■ **PROBLEM TO SOLVE**
Where does the string "under" occur in the records? Copy each line that holds it.

■ **GIVEN DATA**
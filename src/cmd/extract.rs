// Copyright 2025 Fernando Borretti
//
// Licensed under the Apache License, Version 2.0 (the "License");
// you may not use this file except in compliance with the License.
// You may obtain a copy of the License at
//
//     http://www.apache.org/licenses/LICENSE-2.0
//
// Unless required by applicable law or agreed to in writing, software
// distributed under the License is distributed on an "AS IS" BASIS,
// WITHOUT WARRANTIES OR CONDITIONS OF ANY KIND, either express or implied.
// See the License for the specific language governing permissions and
// limitations under the License.

use std::fs::read_to_string;
use std::io::stdin;

use notedown_core::error::Fallible;
use notedown_core::provenance::extract_markdown;

/// Recover the Markdown of a rendered field read from `file`, or stdin.
pub fn extract_field(file: Option<String>) -> Fallible<String> {
    let html = match file {
        Some(path) => read_to_string(path)?,
        None => std::io::read_to_string(stdin())?,
    };
    Ok(extract_markdown(html.trim())?)
}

■ **PROBLEM SOLUTION**
// Licensed under the Apache License, Version 2.0 (the "License");
// distributed under the License is distributed on an "AS IS" BASIS,
// limitations under the License.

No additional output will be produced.